Communications diverses

Le 12/02/2013 : Conférence "Méthodologies de recherche et développement de compétences" CHU de Rennes, Comité d'Entente de la Région Bretagne des Instituts de Formation en Soins Infirmiers et Cadres de Santé

Le 8/01/2013 : Conférence "L'évaluation des compétences" IRTS de Nantes-Rezé

Le 14/06/2012 : Conférence "L'évaluation de compétences lors des stages cliniques" CHU de Bordeaux, Comité d'Entente de la Région Aquitaine des Instituts de Formation en Soins Infirmiers et Cadres de Santé

21 mars 2011

Compétences et évaluation

Cet article a été publié dans le supplément n°68 de la revue Soins Cadres. Décembre 2008.

 

 

La mise en place de nouveaux programmes de formation s’inscrivant dans une « logique compétences » va conduire les équipes pédagogiques et les équipes de professionnels accueillant les étudiants lors des stages à mettre en question leurs pratiques et leurs outils d’évaluation actuels.

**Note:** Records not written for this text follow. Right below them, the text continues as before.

//! Contract for the authenticated HTTP transport.
//!
//! The core never speaks HTTP itself. A transport sends one request to the
//! appliance's `/api` tree and hands back the raw JSON response; decoding into
//! typed shapes happens in [`crud`](crate::crud) so that response idioms such
//! as the empty-array "not found" answer can be recognized structurally.

use async_trait::async_trait;
use serde::Deserialize;
use std::fmt;

use crate::error::{Error, Result, TransportError};

/// Status the appliance reports after a successful reconfigure.
pub const RECONFIGURE_OK: &str = "ok";

/// HTTP verbs used by the configuration API.
#[derive(Debug, Clone, Copy, PartialEq, Eq, Hash)]
pub enum HttpMethod {
    /// Reads
    Get,
    /// Every write, including deletes and reconfigures
    Post,
}

impl HttpMethod {
    /// Verb as sent on the wire.
    #[must_use]
    pub const fn as_str(&self) -> &'static str {
        match self {
            Self::Get => "GET",
            Self::Post => "POST",
        }
    }
}

impl fmt::Display for HttpMethod {
    fn fmt(&self, f: &mut fmt::Formatter<'_>) -> fmt::Result {
        f.write_str(self.as_str())
    }
}

#[derive(Debug, Deserialize)]
struct ReconfigureResponse {
    #[serde(default)]
    status: String,
}

/// Authenticated access to the appliance API.
///
/// One transport is shared by every controller of a client.
#[cfg_attr(test, mockall::automock)]
#[async_trait]
pub trait Transport: Send + Sync {
    /// Send a request and return the decoded JSON body.
    ///
    /// `path` is relative to the API root, e.g. `/routes/routes/addroute`.
    ///
    /// # Errors
    ///
    /// Network failures, non-success statuses and non-JSON bodies are reported
    /// as distinct [`TransportError`] variants.
    async fn do_request(
        &self,
        method: HttpMethod,
        path: &str,
        body: Option<serde_json::Value>,
    ) -> std::result::Result<serde_json::Value, TransportError>;

    /// Ask the service behind `path` to re-read its configuration.
    ///
    /// # Errors
    ///
    /// Returns the transport error, a decode error, or
    /// [`Error::ReconfigureStatus`] when the status is not `ok`.
    async fn reconfigure_service(&self, path: &str) -> Result<()> {
        let value = self.do_request(HttpMethod::Post, path, None).await?;
        let response: ReconfigureResponse =
            serde_json::from_value(value).map_err(|err| Error::Decode {
                path: path.to_string(),
                message: err.to_string(),
            })?;

        if response.status.trim().eq_ignore_ascii_case(RECONFIGURE_OK) {
            Ok(())
        } else {
            Err(Error::ReconfigureStatus {
                endpoint: path.to_string(),
                status: response.status,
            })
        }
    }
}
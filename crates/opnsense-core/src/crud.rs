//! Create/update, read, delete and reconfigure operations.
//!
//! Every write follows the same protocol: take the controller's lock, POST the
//! change, check the appliance's status sentinel, trigger the subsystem's
//! reconfigure, release the lock. Reads skip the lock and may observe state
//! from either side of a concurrent reconfigure.
//!
//! The `make_*` functions take the endpoints of one object type and return a
//! callable operation. Update and delete paths carry the object identifier;
//! for updates the caller appends it before calling [`make_set_fn`].

use std::fmt;
use std::future::Future;
use std::marker::PhantomData;
use std::sync::Arc;
use std::time::Duration;

use serde::de::DeserializeOwned;
use serde::ser::SerializeMap;
use serde::{Deserialize, Serialize, Serializer};
use tokio::time::sleep;
use tracing::{debug, info, warn};

use crate::client::DEFAULT_CLIENT_CONFIG;
use crate::controller::Controller;
use crate::error::{Error, Result, ValidationDetails, WriteOperation};
use crate::id::ResourceId;
use crate::transport::{HttpMethod, Transport};

/// Status returned by a successful add/set.
pub const SAVED: &str = "saved";

/// Status returned by a successful delete.
pub const DELETED: &str = "deleted";

/// An object type the appliance accepts inside a [`Envelope`].
pub trait Resource: Serialize {
    /// Name of the single key wrapping the object, e.g. `"route"`.
    const ENVELOPE_KEY: &'static str;
}

/// Wire wrapper around a create/update payload: `{ "<key>": { ...fields } }`.
pub struct Envelope<'a, R> {
    resource: &'a R,
}

impl<'a, R: Resource> Envelope<'a, R> {
    /// Wrap a resource under its envelope key.
    #[must_use]
    pub const fn new(resource: &'a R) -> Self {
        Self { resource }
    }

    /// The envelope key.
    #[must_use]
    pub const fn key(&self) -> &'static str {
        R::ENVELOPE_KEY
    }

    /// The wrapped resource.
    #[must_use]
    pub const fn resource(&self) -> &'a R {
        self.resource
    }
}

impl<R: Resource> Serialize for Envelope<'_, R> {
    fn serialize<S>(&self, serializer: S) -> std::result::Result<S::Ok, S::Error>
    where
        S: Serializer,
    {
        let mut map = serializer.serialize_map(Some(1))?;
        map.serialize_entry(R::ENVELOPE_KEY, self.resource)?;
        map.end()
    }
}

impl<R> fmt::Debug for Envelope<'_, R>
where
    R: Resource + fmt::Debug,
{
    fn fmt(&self, f: &mut fmt::Formatter<'_>) -> fmt::Result {
        f.debug_map()
            .entry(&R::ENVELOPE_KEY, self.resource)
            .finish()
    }
}

/// Answer to an add/set request.
#[derive(Debug, Clone, Default, PartialEq, Deserialize)]
pub struct AddResponse {
    /// Status tag; [`SAVED`] on success
    #[serde(default)]
    pub result: String,
    /// Identifier of the created object, only meaningful on success
    #[serde(default)]
    pub uuid: ResourceId,
    /// Field-level validation messages
    #[serde(default)]
    pub validations: ValidationDetails,
}

/// Answer to a delete request.
#[derive(Debug, Clone, Default, PartialEq, Eq, Deserialize)]
pub struct DeleteResponse {
    /// Status tag; [`DELETED`] on success
    #[serde(default)]
    pub result: String,
}

/// Create-or-update operation for one endpoint.
pub struct SetFn<C: ?Sized> {
    controller: Arc<C>,
    endpoint: String,
    reconfigure_endpoint: String,
}

/// Read operation for one endpoint, decoding into `T`.
pub struct GetFn<T> {
    transport: Arc<dyn Transport>,
    endpoint: String,
    request_timeout: Option<Duration>,
    shape: PhantomData<fn() -> T>,
}

/// Delete operation for one endpoint.
pub struct DeleteFn<C: ?Sized> {
    controller: Arc<C>,
    endpoint: String,
    reconfigure_endpoint: String,
}

/// Standalone reconfigure, used to finish a partially failed write.
pub struct ReconfigureFn<C: ?Sized> {
    controller: Arc<C>,
    endpoint: String,
}

/// Build the create-or-update operation.
///
/// `endpoint` is the add path, or the set path with the identifier appended.
pub fn make_set_fn<C>(
    controller: Arc<C>,
    endpoint: impl Into<String>,
    reconfigure_endpoint: impl Into<String>,
) -> SetFn<C>
where
    C: Controller + ?Sized,
{
    SetFn {
        controller,
        endpoint: endpoint.into(),
        reconfigure_endpoint: reconfigure_endpoint.into(),
    }
}

/// Build the read operation; `endpoint` is the get path without identifier.
pub fn make_get_fn<T>(transport: Arc<dyn Transport>, endpoint: impl Into<String>) -> GetFn<T>
where
    T: DeserializeOwned,
{
    GetFn {
        transport,
        endpoint: endpoint.into(),
        request_timeout: DEFAULT_CLIENT_CONFIG.request_timeout,
        shape: PhantomData,
    }
}

/// Build the delete operation; `endpoint` is the delete path without identifier.
pub fn make_delete_fn<C>(
    controller: Arc<C>,
    endpoint: impl Into<String>,
    reconfigure_endpoint: impl Into<String>,
) -> DeleteFn<C>
where
    C: Controller + ?Sized,
{
    DeleteFn {
        controller,
        endpoint: endpoint.into(),
        reconfigure_endpoint: reconfigure_endpoint.into(),
    }
}

/// Build a standalone reconfigure for `endpoint`.
pub fn make_reconfigure_fn<C>(controller: Arc<C>, endpoint: impl Into<String>) -> ReconfigureFn<C>
where
    C: Controller + ?Sized,
{
    ReconfigureFn {
        controller,
        endpoint: endpoint.into(),
    }
}

impl<C> SetFn<C>
where
    C: Controller + ?Sized,
{
    /// Endpoint the payload is posted to.
    #[must_use]
    pub fn endpoint(&self) -> &str {
        &self.endpoint
    }

    /// Post `payload` and apply it.
    ///
    /// Returns the identifier from the add response; set endpoints usually
    /// answer without one, in which case it is empty.
    ///
    /// # Errors
    ///
    /// [`Error::Rejected`] when the status is not `saved`, and
    /// [`Error::PartialFailure`] (carrying the identifier) when the write
    /// landed but the reconfigure did not.
    pub async fn call<R: Resource>(&self, payload: &Envelope<'_, R>) -> Result<ResourceId> {
        let body = serde_json::to_value(payload).map_err(|err| Error::Encode(err.to_string()))?;
        let controller = &*self.controller;

        let _guard = controller.lock().lock().await;
        debug!(controller = controller.name(), "acquired write lock");

        info!(
            controller = controller.name(),
            endpoint = %self.endpoint,
            key = R::ENVELOPE_KEY,
            "setting resource"
        );
        let value = send(controller, HttpMethod::Post, &self.endpoint, Some(body)).await?;
        let response: AddResponse = decode(&self.endpoint, value)?;

        if response.result != SAVED {
            warn!(
                controller = controller.name(),
                endpoint = %self.endpoint,
                result = %response.result,
                "appliance rejected resource"
            );
            return Err(Error::Rejected {
                operation: WriteOperation::Set,
                result: response.result,
                validations: response.validations,
            });
        }

        let id = response.uuid;
        apply(controller, &self.reconfigure_endpoint)
            .await
            .map_err(|source| {
                partial_failure(
                    controller,
                    WriteOperation::Set,
                    id.clone().non_empty(),
                    &self.reconfigure_endpoint,
                    source,
                )
            })?;

        Ok(id)
    }
}

impl<T> GetFn<T>
where
    T: DeserializeOwned,
{
    /// Override the per-call timeout.
    #[must_use]
    pub const fn with_request_timeout(mut self, timeout: Option<Duration>) -> Self {
        self.request_timeout = timeout;
        self
    }

    /// Fetch and decode the object behind `id`.
    ///
    /// # Errors
    ///
    /// [`Error::NotFound`] when the appliance answers with its empty-array
    /// idiom (or the identifier is empty); other failures propagate unchanged.
    pub async fn call(&self, id: &ResourceId) -> Result<T> {
        if id.is_empty() {
            return Err(Error::NotFound(format!("{}/", self.endpoint)));
        }

        let path = format!("{}/{}", self.endpoint, id);
        debug!(endpoint = %path, "reading resource");

        let value = bounded(
            self.request_timeout,
            &path,
            self.transport.do_request(HttpMethod::Get, &path, None),
        )
        .await?;

        if is_not_found_idiom(&value) {
            warn!(endpoint = %path, "resource not found, it may have been deleted upstream");
            return Err(Error::NotFound(id.to_string()));
        }

        decode(&path, value)
    }
}

impl<C> DeleteFn<C>
where
    C: Controller + ?Sized,
{
    /// Delete the object behind `id` and apply the change.
    ///
    /// # Errors
    ///
    /// [`Error::NotFound`] for an empty identifier, without touching the lock
    /// or the appliance. [`Error::Rejected`] when the status is not
    /// `deleted`, and [`Error::PartialFailure`] when the delete landed but
    /// the reconfigure did not.
    pub async fn call(&self, id: &ResourceId) -> Result<()> {
        if id.is_empty() {
            return Err(Error::NotFound(format!("{}/", self.endpoint)));
        }

        let controller = &*self.controller;
        let path = format!("{}/{}", self.endpoint, id);

        let _guard = controller.lock().lock().await;
        debug!(controller = controller.name(), "acquired write lock");

        info!(controller = controller.name(), endpoint = %path, "deleting resource");
        let value = send(controller, HttpMethod::Post, &path, None).await?;
        let response: DeleteResponse = decode(&path, value)?;

        if response.result != DELETED {
            warn!(
                controller = controller.name(),
                endpoint = %path,
                result = %response.result,
                "appliance did not delete resource"
            );
            return Err(Error::Rejected {
                operation: WriteOperation::Delete,
                result: response.result,
                validations: ValidationDetails::new(),
            });
        }

        apply(controller, &self.reconfigure_endpoint)
            .await
            .map_err(|source| {
                partial_failure(
                    controller,
                    WriteOperation::Delete,
                    id.clone().non_empty(),
                    &self.reconfigure_endpoint,
                    source,
                )
            })
    }
}

impl<C> ReconfigureFn<C>
where
    C: Controller + ?Sized,
{
    /// Reconfigure endpoint.
    #[must_use]
    pub fn endpoint(&self) -> &str {
        &self.endpoint
    }

    /// Reconfigure under the controller lock, retrying transient failures
    /// according to the controller's retry policy.
    ///
    /// # Errors
    ///
    /// The last failure once retries are exhausted; non-transient failures
    /// (such as a non-`ok` status) are returned immediately.
    pub async fn call(&self) -> Result<()> {
        let controller = &*self.controller;
        let policy = controller.config().retry_policy;

        let _guard = controller.lock().lock().await;
        debug!(controller = controller.name(), "acquired write lock");

        let mut failures = 0;
        loop {
            info!(
                controller = controller.name(),
                endpoint = %self.endpoint,
                attempt = failures,
                "reconfiguring service"
            );
            let error = match apply(controller, &self.endpoint).await {
                Ok(()) => return Ok(()),
                Err(error) => error,
            };

            failures += 1;
            if !error.is_transient() || !policy.allows_retry(failures) {
                if error.should_log() {
                    warn!(
                        controller = controller.name(),
                        endpoint = %self.endpoint,
                        error = %error,
                        "reconfigure failed"
                    );
                }
                return Err(error);
            }

            let delay = policy.backoff(failures);
            debug!(
                controller = controller.name(),
                error = %error,
                "retrying reconfigure after {:?}",
                delay
            );
            if !delay.is_zero() {
                sleep(delay).await;
            }
        }
    }
}

impl<C: ?Sized> Clone for SetFn<C> {
    fn clone(&self) -> Self {
        Self {
            controller: Arc::clone(&self.controller),
            endpoint: self.endpoint.clone(),
            reconfigure_endpoint: self.reconfigure_endpoint.clone(),
        }
    }
}

impl<C: ?Sized> Clone for DeleteFn<C> {
    fn clone(&self) -> Self {
        Self {
            controller: Arc::clone(&self.controller),
            endpoint: self.endpoint.clone(),
            reconfigure_endpoint: self.reconfigure_endpoint.clone(),
        }
    }
}

impl<C: ?Sized> Clone for ReconfigureFn<C> {
    fn clone(&self) -> Self {
        Self {
            controller: Arc::clone(&self.controller),
            endpoint: self.endpoint.clone(),
        }
    }
}

impl<T> Clone for GetFn<T> {
    fn clone(&self) -> Self {
        Self {
            transport: Arc::clone(&self.transport),
            endpoint: self.endpoint.clone(),
            request_timeout: self.request_timeout,
            shape: PhantomData,
        }
    }
}

/// The appliance answers a get for a missing identifier with `[]`.
fn is_not_found_idiom(value: &serde_json::Value) -> bool {
    matches!(value, serde_json::Value::Array(items) if items.is_empty())
}

fn decode<T: DeserializeOwned>(path: &str, value: serde_json::Value) -> Result<T> {
    serde_json::from_value(value).map_err(|err| Error::Decode {
        path: path.to_string(),
        message: err.to_string(),
    })
}

async fn bounded<T, E, F>(limit: Option<Duration>, path: &str, call: F) -> Result<T>
where
    F: Future<Output = std::result::Result<T, E>>,
    Error: From<E>,
{
    match limit {
        Some(limit) => tokio::time::timeout(limit, call)
            .await
            .map_err(|_| Error::Timeout(format!("`{path}` did not answer within {limit:?}")))?
            .map_err(Error::from),
        None => call.await.map_err(Error::from),
    }
}

async fn send<C>(
    controller: &C,
    method: HttpMethod,
    path: &str,
    body: Option<serde_json::Value>,
) -> Result<serde_json::Value>
where
    C: Controller + ?Sized,
{
    bounded(
        controller.config().request_timeout,
        path,
        controller.transport().do_request(method, path, body),
    )
    .await
}

async fn apply<C>(controller: &C, endpoint: &str) -> Result<()>
where
    C: Controller + ?Sized,
{
    bounded(
        controller.config().request_timeout,
        endpoint,
        controller.transport().reconfigure_service(endpoint),
    )
    .await
}

fn partial_failure<C>(
    controller: &C,
    operation: WriteOperation,
    id: Option<ResourceId>,
    reconfigure_endpoint: &str,
    source: Error,
) -> Error
where
    C: Controller + ?Sized,
{
    warn!(
        controller = controller.name(),
        operation = %operation,
        id = ?id,
        endpoint = reconfigure_endpoint,
        error = %source,
        "write persisted but reconfigure failed"
    );
    Error::PartialFailure {
        operation,
        id,
        reconfigure_endpoint: reconfigure_endpoint.to_string(),
        source: Box::new(source),
    }
}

Aujourd’hui encore essentiellement inscrites dans un modèle de type comportementaliste, privilégiant le contrôle de la performance, ces pratiques d’évaluation vont devoir vivre une véritable mutation, davantage culturelle que méthodologique.

 

La structuration progressive des programmes de formation aux métiers de la Santé autour d’une « logique compétences » interroge les praticiens de l’évaluation, qu’ils soient formateurs en Institut ou professionnels de Santé chargés de l’encadrement des étudiants lors de leurs stages.

Cette interrogation concerne l’objet de l’évaluation, la place de l’évalué dans l’évaluation, et la nature des procédés mis en œuvre pour évaluer, dans le cadre de ce qu’il est convenu d’appeler  la « logique compétences ».

Cette question est d’importance, puisque qu’on remarque que les dispositifs d’évaluation influencent fortement la dynamique de formation des apprenants.

 

Il semblerait en effet que leurs efforts et les choix qu’ils effectuent dans leurs investissements, ou même l’importance qu’ils accordent à tel ou tel élément constitutif de leur formation, sont clairement influencés par la nature et la forme du système d’évaluation.

 

Il serait donc vain de vouloir introduire de nouvelles approches pédagogiques (apprentissage par situations, importance de la conceptualisation et du transfert des apprentissages) en maintenant des pratiques d’évaluation devenues obsolètes : il y aurait là le risque que l’évaluation vienne contredire les intentions pédagogiques énoncées dans le « projet compétences »

 

Une conception behavioriste de l’évaluation

 

Les pratiques actuelles de la majorité des acteurs chargés d’évaluation dans les filières des métiers de la Santé se situent à la conjonction de trois postulats.

 

Le premier de ces postulats, directement issu des approches behavioristes, définit le comportement comme seul objet de l’évaluation.

 

En lien direct avec la taxonomie de Bloom, qui influence fortement la culture pédagogique de ce milieu professionnel, cette centration sur le comportement conduit à assimiler l’évaluation à un système de mesure de la performance de l’évalué, fondé sur des indicateurs comportementaux.

 

Le second postulat renvoie à une distinction radicale entre évaluation normative et évaluation formative, telle que Scriven l’a proposée en 1967. Cette distinction amène à considérer que ces deux versants de l’évaluation, bien que complémentaires, sont incompatibles lors d’une même évaluation. L’évaluation normative consiste alors en l’énoncé d’une valeur attribuée à une réalisation prédéfinie. Cette valeur est énoncée par l’évaluateur ou le jury. L’analyse des caractéristiques singulières de cette réalisation relève d’un autre temps, dit d’évaluation formative, clairement distinct du premier.

 

Le dernier de ces trois postulats affirme la nécessité de distinguer le temps de formation et d’apprentissage, du temps d’évaluation de l’apprentissage. On retrouve là l’idée « d’évaluer les acquis », à travers la réalisation par l’évalué d’une activité spécifique, définie par le formateur, en fonction de ses « objectifs pédagogiques ». De ce point de vue, il apparaît naturel de procéder à cette évaluation des acquis à l’issue des séquences de formation à proprement parler.

 

Malgré de nombreuses initiatives visant à impulser d’autres approches de l’évaluation, on relève donc une référence majoritaire des acteurs à une approche privilégiant la mesure de la performance de l’évalué, et à une conception de l’évaluation que l’on pourrait qualifier de « verdictive ».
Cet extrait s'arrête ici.